Although it didn’t tie it to the release of Chrome 61, Google also recently made it possible for users to install browser previews alongside the stable, production-grade version on a Windows personal computer. The Beta and Dev channel builds can be downloaded from here.
The next edition, Chrome 62, should reach users the week of Oct. 15-21, according to Google’s release calendar.
Gregg Keizer/IDG
Chrome updates automatically in the background, then upgrades itself the next time it’s launched.
Chrome 60
Google on Tuesday released Chrome 60 for Windows, macOS and Linux, adding support for the Touch Bar on the newest MacBook Pro laptops and a new online payment API, and patching 40 security vulnerabilities.
Chrome updates in the background, so most users need only relaunch the browser to get the latest version. (To manually manage an update, select “About Google Chrome” from the Help menu under the vertical ellipsis at the upper right. The ensuing page either shows the browser is already up to date or displays the updating process before presenting a “Relaunch” button.)
The Mountain View, Calif. company updates Chrome every six or seven weeks; the last time it upgraded the browser, to version 59, was June 5, or just over seven weeks ago.
Much of Chrome 60’s new features and functional changes are under the hood, aimed exclusively at website and app developers. One exception: Support for the MacBook Pro Touch Bar.
In October 2016, and on the top-end 13- and 15-in. models, Apple replaced the static row of function keys at the top of the MacBook Pro keyboard with an OLED (organic light-emitting diode) display whose contents change depending on the active application. Initially, Touch Bar support came from Apple and its own software, such as Maps. A few third-party programs, including Adobe Photoshop and Microsoft Office, have followed suit.
Apple’s own browser, Safari, supported the Touch Bar out of the gate last year.

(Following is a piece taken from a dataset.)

pub mod tweet;
pub mod user;

pub use tweet::Tweet;
pub use user::{Author, User};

Now, when Chrome is the active application, the Touch Bar displays Chrome-specific virtual buttons, like those for moving forward and backward through browsing history, refreshing the current web page or bookmarking it. Users can customize the Touch Bar settings for Chrome from within the browser.
Google added a host of developer-only features and APIs (application programming interfaces) to Chrome 60, notably support for the already existing Payment Release API, which is designed to simplify online payments by eliminating the traditional check-out forms many websites use. Currently, Chrome, Microsoft’s Edge and Mozilla’s Firefox all support the API, although the latter has disabled it in current builds.
Also included in Chrome 60 were patches for 40 security vulnerabilities, nearly a quarter of which were rated “High,” the second-most-serious ranking in Google’s four-step system. Google paid out $26,000 in bug bounties — and will pay more than that in the end, as it has yet to decide on three of the vulnerabilities — to security researchers for reporting the flaws.
People who haven’t tried Google’s desktop browser can download Chrome 60 for Windows, macOS Linux from Google’s website. Current users can let the automatic updater download and install the new version. To manually trigger the pending update, users select “About Google Chrome” from the Help menu under the vertical ellipsis at the upper right.
The next edition, Chrome 61, should reach users the week of Sept. 3-9, according to Google’s release calendar.